==== Source records ====
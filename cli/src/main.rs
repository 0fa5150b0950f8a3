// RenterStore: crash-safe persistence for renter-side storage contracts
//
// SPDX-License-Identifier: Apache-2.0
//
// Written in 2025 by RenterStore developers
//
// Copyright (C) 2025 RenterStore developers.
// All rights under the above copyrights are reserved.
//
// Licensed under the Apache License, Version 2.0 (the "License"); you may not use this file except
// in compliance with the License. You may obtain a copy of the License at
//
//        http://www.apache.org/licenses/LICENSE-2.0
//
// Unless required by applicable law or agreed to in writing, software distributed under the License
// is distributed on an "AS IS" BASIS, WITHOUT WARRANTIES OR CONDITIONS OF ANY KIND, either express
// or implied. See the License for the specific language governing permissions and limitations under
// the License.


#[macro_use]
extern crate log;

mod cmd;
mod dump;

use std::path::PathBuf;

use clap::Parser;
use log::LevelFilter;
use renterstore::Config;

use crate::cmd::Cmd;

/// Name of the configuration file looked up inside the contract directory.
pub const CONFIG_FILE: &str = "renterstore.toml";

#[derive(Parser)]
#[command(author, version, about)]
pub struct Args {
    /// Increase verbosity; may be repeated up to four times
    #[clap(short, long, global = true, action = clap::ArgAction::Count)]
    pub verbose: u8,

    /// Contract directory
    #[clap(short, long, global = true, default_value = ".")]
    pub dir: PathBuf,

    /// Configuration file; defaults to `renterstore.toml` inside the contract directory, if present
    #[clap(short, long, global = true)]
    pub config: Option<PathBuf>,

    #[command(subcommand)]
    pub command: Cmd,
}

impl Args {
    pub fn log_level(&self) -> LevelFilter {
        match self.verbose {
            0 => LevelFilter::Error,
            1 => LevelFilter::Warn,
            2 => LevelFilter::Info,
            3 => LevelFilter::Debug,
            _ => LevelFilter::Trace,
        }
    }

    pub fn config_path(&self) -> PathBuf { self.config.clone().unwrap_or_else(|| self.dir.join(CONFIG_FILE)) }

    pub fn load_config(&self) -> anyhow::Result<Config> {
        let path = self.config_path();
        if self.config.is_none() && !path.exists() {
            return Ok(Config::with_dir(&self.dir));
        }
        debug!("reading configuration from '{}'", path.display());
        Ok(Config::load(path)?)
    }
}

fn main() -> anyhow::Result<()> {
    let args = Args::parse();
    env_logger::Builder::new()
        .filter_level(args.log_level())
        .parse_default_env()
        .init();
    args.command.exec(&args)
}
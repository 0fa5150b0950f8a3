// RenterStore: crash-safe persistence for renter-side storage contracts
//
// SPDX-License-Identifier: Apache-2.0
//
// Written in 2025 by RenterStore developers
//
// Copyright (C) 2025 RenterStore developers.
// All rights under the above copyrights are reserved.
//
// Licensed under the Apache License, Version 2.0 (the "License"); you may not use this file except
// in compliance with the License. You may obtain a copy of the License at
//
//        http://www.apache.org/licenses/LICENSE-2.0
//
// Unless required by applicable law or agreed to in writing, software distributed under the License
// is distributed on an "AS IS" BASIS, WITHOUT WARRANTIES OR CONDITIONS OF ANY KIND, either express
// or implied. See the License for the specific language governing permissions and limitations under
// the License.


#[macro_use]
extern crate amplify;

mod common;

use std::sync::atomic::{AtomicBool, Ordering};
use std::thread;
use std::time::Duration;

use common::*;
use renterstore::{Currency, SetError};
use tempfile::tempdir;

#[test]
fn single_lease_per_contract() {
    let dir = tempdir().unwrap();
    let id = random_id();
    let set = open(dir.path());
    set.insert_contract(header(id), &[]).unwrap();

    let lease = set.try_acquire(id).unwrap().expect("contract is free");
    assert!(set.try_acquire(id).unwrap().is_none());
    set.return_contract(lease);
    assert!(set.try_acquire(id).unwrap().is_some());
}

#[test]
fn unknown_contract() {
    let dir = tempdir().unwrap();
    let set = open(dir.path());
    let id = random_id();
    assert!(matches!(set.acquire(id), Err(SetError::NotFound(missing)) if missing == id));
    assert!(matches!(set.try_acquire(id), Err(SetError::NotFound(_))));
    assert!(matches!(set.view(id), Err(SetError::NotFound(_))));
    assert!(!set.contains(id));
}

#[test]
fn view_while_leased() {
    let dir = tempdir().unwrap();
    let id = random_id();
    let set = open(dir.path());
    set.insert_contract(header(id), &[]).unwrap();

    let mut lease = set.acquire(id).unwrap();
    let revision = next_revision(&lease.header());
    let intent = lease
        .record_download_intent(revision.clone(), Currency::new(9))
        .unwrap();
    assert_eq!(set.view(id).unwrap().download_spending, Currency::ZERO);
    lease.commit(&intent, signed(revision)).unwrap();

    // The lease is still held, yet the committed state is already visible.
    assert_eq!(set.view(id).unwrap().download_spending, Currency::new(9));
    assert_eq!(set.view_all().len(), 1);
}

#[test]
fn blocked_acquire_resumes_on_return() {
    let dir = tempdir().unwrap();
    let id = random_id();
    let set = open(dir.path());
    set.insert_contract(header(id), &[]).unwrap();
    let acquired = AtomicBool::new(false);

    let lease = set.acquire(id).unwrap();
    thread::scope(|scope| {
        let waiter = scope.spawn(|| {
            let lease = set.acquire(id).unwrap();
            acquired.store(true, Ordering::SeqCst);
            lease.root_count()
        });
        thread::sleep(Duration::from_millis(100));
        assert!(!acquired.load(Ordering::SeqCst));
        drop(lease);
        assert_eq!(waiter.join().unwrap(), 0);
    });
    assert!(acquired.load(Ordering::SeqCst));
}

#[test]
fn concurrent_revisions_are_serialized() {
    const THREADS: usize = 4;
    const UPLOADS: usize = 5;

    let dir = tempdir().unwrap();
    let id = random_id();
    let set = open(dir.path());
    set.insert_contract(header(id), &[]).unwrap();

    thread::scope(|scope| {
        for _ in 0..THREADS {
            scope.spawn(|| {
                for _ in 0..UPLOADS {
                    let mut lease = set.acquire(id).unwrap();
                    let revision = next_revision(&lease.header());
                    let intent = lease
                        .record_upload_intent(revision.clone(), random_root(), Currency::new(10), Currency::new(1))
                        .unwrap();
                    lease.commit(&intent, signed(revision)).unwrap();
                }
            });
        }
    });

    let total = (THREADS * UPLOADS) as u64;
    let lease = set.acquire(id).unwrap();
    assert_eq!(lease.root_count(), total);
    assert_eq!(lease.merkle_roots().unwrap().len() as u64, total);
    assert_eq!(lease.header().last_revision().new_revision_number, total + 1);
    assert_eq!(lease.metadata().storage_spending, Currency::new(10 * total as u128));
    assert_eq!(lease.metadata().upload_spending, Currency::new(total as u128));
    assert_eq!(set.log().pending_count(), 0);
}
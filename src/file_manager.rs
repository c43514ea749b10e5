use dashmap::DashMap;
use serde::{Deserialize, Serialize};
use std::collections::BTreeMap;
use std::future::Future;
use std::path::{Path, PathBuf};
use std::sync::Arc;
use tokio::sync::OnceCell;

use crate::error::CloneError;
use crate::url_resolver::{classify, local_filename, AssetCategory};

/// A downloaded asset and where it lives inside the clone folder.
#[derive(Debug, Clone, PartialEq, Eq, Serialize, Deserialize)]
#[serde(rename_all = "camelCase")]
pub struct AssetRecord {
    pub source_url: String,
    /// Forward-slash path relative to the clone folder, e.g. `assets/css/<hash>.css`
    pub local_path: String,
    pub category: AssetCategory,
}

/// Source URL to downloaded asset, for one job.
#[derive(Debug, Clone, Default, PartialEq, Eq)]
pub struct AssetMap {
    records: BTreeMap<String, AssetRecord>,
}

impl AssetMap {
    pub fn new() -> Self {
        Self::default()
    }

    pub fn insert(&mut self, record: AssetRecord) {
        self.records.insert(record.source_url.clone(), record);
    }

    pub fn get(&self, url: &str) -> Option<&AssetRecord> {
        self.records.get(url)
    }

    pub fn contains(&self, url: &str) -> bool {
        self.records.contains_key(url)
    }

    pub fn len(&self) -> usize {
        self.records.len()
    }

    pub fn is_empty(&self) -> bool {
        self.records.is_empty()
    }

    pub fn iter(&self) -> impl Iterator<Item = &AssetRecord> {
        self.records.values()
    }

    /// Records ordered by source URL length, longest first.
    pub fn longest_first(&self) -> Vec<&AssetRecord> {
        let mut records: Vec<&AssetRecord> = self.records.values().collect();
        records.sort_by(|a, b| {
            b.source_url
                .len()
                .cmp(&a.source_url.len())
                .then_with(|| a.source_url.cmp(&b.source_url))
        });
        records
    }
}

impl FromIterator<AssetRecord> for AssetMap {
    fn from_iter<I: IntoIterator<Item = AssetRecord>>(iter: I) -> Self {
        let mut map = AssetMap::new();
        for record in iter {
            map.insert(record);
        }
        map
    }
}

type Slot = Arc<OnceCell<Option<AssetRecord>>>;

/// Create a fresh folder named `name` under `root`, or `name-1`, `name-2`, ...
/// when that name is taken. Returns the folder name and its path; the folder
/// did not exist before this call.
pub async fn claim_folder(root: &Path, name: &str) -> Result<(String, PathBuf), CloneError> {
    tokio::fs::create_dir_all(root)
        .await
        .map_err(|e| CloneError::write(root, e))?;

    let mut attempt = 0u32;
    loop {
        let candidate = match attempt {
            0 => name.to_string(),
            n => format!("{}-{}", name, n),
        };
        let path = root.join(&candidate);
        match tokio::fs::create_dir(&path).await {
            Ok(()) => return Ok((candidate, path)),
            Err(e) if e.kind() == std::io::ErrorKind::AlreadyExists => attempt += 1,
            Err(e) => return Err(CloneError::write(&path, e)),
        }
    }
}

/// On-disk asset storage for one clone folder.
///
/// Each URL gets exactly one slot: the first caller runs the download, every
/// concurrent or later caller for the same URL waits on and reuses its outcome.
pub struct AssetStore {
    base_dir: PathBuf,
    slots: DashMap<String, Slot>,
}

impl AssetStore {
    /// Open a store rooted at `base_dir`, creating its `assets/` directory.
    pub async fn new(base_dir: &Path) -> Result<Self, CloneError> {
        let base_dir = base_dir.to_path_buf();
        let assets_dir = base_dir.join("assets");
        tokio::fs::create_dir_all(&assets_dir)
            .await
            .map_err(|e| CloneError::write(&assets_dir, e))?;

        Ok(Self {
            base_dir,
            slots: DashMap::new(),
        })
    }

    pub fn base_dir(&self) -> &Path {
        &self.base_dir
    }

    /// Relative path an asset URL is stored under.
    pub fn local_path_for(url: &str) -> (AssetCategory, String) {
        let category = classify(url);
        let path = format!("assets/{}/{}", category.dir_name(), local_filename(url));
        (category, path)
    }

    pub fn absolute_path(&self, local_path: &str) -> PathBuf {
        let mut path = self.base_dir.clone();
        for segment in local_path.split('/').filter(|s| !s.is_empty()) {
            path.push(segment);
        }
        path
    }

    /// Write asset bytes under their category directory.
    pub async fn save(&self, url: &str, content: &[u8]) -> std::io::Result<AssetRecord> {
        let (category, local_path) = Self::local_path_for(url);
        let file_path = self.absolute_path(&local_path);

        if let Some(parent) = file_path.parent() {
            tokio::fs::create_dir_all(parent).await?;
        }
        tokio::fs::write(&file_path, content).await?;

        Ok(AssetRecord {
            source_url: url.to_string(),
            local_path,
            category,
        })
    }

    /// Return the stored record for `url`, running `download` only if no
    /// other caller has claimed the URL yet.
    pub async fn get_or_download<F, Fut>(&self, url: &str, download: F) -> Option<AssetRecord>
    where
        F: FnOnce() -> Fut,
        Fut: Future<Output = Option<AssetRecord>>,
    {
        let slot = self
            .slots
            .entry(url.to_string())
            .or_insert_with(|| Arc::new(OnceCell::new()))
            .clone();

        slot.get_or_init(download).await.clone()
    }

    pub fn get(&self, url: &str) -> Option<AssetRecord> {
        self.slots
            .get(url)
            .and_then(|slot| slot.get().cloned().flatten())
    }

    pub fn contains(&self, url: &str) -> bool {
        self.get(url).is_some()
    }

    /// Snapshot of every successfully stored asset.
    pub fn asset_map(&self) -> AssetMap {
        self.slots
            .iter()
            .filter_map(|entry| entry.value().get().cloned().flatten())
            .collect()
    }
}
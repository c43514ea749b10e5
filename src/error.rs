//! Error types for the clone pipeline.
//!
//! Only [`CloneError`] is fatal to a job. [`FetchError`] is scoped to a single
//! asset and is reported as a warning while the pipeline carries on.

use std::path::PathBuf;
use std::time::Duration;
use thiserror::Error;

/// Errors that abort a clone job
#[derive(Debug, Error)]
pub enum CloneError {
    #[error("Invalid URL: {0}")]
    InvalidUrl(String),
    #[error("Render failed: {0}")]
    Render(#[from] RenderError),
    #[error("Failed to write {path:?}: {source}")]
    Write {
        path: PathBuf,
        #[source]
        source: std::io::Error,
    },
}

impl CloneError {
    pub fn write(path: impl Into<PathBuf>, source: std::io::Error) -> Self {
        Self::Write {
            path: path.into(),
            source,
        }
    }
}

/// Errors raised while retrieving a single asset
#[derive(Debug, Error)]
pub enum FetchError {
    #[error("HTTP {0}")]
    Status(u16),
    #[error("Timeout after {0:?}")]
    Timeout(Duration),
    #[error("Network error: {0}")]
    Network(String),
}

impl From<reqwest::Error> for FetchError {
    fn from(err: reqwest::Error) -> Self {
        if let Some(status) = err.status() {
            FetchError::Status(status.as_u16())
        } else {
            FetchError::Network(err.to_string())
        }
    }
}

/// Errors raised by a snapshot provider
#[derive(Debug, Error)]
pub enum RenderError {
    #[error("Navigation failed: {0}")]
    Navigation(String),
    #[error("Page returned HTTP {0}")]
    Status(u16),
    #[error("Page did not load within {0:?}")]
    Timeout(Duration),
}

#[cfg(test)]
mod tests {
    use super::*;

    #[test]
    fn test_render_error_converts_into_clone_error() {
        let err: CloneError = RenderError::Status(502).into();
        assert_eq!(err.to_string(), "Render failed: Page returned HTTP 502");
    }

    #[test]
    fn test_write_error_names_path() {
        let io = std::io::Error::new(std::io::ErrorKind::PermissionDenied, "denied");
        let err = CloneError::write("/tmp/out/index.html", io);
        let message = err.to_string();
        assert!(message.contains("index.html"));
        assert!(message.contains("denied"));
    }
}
====
Give back exactly the material above from its opening line to the line bearing "#[derive(Parser)]".

**Solution below**
filename cli/src/main.rs
repository 0fa5150b0950f8a3
// RenterStore: crash-safe persistence for renter-side storage contracts
//
// SPDX-License-Identifier: Apache-2.0
//
// Written in 2025 by RenterStore developers
//
// Copyright (C) 2025 RenterStore developers.
// All rights under the above copyrights are reserved.
//
// Licensed under the Apache License, Version 2.0 (the "License"); you may not use this file except
// in compliance with the License. You may obtain a copy of the License at
//
//        http://www.apache.org/licenses/LICENSE-2.0
//
// Unless required by applicable law or agreed to in writing, software distributed under the License
// is distributed on an "AS IS" BASIS, WITHOUT WARRANTIES OR CONDITIONS OF ANY KIND, either express
// or implied. See the License for the specific language governing permissions and limitations under
// the License.


#[macro_use]
extern crate log;

mod cmd;
mod dump;

use std::path::PathBuf;

use clap::Parser;
use log::LevelFilter;
use renterstore::Config;

use crate::cmd::Cmd;

/// Name of the configuration file looked up inside the contract directory.
pub const CONFIG_FILE: &str = "renterstore.toml";

#[derive(Parser)]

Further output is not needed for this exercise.